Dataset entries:
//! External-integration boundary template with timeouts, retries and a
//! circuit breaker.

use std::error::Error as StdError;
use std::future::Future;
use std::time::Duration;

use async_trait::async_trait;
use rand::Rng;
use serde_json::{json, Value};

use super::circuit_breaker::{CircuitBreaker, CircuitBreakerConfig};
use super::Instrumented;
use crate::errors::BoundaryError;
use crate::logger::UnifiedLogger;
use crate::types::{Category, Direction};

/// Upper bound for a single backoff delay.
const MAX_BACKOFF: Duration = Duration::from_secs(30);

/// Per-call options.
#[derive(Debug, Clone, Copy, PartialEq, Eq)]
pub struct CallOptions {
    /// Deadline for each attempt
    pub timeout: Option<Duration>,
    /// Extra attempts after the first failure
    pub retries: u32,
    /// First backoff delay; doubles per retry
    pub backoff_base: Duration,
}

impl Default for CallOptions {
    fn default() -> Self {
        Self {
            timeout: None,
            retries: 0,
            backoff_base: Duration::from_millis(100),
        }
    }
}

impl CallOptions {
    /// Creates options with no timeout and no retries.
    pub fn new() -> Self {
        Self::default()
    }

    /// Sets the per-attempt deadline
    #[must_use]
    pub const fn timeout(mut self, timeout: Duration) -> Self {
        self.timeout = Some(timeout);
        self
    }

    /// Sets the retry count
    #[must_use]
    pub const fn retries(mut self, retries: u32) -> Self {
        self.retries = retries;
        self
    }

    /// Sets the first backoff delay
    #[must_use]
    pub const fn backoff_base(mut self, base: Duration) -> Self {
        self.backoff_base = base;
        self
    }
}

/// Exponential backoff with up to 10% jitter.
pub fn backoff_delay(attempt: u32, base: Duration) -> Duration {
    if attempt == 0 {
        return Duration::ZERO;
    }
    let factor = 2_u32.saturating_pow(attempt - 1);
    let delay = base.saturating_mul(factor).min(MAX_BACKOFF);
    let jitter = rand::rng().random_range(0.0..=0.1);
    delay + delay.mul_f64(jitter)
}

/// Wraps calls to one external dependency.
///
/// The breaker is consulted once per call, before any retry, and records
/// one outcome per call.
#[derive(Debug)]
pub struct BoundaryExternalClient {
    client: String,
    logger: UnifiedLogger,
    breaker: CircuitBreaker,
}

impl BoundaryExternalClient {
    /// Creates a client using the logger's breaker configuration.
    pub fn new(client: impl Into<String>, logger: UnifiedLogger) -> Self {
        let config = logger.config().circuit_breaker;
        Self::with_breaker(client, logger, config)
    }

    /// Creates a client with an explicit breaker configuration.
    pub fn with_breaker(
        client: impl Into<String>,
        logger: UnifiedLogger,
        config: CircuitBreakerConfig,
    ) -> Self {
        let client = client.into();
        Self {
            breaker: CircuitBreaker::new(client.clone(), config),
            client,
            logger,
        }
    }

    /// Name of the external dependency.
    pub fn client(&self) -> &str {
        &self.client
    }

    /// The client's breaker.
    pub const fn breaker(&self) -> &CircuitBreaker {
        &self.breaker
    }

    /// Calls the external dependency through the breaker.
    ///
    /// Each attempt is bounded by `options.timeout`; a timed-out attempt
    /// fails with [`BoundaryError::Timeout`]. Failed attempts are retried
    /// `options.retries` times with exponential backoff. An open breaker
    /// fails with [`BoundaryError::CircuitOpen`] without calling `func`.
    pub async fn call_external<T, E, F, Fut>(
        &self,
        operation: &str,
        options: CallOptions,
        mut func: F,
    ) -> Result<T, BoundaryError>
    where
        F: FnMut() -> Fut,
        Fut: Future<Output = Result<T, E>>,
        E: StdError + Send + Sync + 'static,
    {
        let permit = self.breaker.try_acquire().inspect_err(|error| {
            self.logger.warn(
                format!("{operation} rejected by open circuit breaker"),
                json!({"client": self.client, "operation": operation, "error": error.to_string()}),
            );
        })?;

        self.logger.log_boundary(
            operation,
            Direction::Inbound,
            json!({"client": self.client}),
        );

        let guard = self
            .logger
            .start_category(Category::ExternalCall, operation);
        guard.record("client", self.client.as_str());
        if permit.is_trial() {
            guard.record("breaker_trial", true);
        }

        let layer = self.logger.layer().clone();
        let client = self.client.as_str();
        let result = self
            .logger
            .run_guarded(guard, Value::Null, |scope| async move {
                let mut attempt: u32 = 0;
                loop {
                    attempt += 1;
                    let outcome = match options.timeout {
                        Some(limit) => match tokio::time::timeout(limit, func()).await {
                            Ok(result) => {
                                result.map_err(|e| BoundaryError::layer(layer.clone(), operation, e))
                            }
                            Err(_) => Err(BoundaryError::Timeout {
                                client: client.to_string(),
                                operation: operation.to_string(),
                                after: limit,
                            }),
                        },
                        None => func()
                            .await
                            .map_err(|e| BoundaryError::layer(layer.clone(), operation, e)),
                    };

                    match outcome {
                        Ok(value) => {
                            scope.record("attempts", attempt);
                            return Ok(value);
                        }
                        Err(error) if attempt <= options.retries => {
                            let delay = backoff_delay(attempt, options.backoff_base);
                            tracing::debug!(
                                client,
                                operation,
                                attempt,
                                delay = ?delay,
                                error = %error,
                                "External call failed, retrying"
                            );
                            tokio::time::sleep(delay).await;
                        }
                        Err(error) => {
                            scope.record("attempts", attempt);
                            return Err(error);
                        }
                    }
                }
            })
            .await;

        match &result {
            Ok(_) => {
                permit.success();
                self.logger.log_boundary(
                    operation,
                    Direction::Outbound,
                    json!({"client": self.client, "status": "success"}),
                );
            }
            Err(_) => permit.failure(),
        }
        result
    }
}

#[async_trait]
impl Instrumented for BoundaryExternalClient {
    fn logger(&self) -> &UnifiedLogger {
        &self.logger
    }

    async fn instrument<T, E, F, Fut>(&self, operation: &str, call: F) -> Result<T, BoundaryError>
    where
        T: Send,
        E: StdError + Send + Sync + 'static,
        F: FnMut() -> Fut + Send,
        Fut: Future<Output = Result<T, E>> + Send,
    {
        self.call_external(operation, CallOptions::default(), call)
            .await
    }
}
---
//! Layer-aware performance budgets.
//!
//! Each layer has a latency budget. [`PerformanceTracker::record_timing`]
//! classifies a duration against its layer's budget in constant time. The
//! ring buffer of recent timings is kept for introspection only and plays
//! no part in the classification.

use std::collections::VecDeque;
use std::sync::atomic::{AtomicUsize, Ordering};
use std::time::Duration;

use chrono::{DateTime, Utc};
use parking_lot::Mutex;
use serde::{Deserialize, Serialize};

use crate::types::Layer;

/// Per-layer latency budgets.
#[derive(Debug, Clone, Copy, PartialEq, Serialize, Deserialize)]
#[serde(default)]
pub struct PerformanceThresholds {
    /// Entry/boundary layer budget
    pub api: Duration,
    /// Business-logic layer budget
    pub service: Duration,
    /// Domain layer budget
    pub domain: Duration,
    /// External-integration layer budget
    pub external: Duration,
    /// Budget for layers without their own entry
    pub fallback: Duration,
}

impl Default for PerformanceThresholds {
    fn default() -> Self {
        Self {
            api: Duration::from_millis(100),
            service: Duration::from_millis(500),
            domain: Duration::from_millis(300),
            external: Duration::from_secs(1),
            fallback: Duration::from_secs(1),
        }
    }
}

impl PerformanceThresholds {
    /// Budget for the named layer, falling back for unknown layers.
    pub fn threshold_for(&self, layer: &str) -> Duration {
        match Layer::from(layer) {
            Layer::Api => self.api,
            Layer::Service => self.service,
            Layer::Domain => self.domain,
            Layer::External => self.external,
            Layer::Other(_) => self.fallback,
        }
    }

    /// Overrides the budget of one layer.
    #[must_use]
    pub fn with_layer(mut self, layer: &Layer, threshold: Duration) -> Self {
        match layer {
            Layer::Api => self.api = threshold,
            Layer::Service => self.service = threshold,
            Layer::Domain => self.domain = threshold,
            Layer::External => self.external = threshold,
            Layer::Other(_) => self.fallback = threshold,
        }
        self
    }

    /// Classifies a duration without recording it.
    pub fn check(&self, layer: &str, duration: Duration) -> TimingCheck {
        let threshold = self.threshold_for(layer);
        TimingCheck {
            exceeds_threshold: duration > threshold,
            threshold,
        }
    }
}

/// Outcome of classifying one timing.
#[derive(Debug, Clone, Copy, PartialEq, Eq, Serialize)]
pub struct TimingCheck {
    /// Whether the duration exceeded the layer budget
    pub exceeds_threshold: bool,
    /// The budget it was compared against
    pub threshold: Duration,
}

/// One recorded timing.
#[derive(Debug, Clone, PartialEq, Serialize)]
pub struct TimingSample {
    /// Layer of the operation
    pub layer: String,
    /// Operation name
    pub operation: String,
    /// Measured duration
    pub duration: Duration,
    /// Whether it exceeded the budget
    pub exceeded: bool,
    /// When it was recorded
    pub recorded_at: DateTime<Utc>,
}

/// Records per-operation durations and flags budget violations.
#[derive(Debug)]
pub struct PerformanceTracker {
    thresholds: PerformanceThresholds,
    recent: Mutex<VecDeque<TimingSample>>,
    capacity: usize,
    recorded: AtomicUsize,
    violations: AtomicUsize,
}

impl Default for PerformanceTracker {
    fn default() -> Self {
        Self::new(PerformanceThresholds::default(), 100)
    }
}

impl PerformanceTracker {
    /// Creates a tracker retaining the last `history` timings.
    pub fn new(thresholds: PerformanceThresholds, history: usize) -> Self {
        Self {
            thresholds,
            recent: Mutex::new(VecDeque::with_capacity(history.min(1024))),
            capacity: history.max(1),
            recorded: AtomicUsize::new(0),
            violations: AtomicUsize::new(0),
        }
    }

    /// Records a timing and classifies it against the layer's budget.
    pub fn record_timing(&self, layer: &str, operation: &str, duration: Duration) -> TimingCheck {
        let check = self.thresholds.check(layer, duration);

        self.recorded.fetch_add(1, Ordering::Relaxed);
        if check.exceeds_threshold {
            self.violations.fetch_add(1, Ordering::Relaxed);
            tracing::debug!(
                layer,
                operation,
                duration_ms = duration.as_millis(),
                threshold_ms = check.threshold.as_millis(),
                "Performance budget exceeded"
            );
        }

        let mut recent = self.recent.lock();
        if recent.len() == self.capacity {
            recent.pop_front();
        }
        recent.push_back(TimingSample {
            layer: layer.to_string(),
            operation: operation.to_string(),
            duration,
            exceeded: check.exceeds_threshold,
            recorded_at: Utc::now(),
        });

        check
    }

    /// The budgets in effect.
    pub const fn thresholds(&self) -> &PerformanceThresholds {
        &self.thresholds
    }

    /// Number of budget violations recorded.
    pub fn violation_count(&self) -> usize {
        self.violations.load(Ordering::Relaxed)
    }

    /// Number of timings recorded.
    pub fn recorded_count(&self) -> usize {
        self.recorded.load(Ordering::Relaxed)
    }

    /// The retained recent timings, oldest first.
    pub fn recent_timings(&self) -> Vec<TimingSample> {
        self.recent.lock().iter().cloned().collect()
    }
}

**What you are asked to do:** Retype only this portion of the data above: the line containing "Business-logic layer budget", the line containing "pub fn check(&self, layer: &str, duration: Duration)", and all lines between them, exactly.

**Problem solution:**
    /// Business-logic layer budget
    pub service: Duration,
    /// Domain layer budget
    pub domain: Duration,
    /// External-integration layer budget
    pub external: Duration,
    /// Budget for layers without their own entry
    pub fallback: Duration,
}

impl Default for PerformanceThresholds {
    fn default() -> Self {
        Self {
            api: Duration::from_millis(100),
            service: Duration::from_millis(500),
            domain: Duration::from_millis(300),
            external: Duration::from_secs(1),
            fallback: Duration::from_secs(1),
        }
    }
}

impl PerformanceThresholds {
    /// Budget for the named layer, falling back for unknown layers.
    pub fn threshold_for(&self, layer: &str) -> Duration {
        match Layer::from(layer) {
            Layer::Api => self.api,
            Layer::Service => self.service,
            Layer::Domain => self.domain,
            Layer::External => self.external,
            Layer::Other(_) => self.fallback,
        }
    }

    /// Overrides the budget of one layer.
    #[must_use]
    pub fn with_layer(mut self, layer: &Layer, threshold: Duration) -> Self {
        match layer {
            Layer::Api => self.api = threshold,
            Layer::Service => self.service = threshold,
            Layer::Domain => self.domain = threshold,
            Layer::External => self.external = threshold,
            Layer::Other(_) => self.fallback = threshold,
        }
        self
    }

    /// Classifies a duration without recording it.
    pub fn check(&self, layer: &str, duration: Duration) -> TimingCheck {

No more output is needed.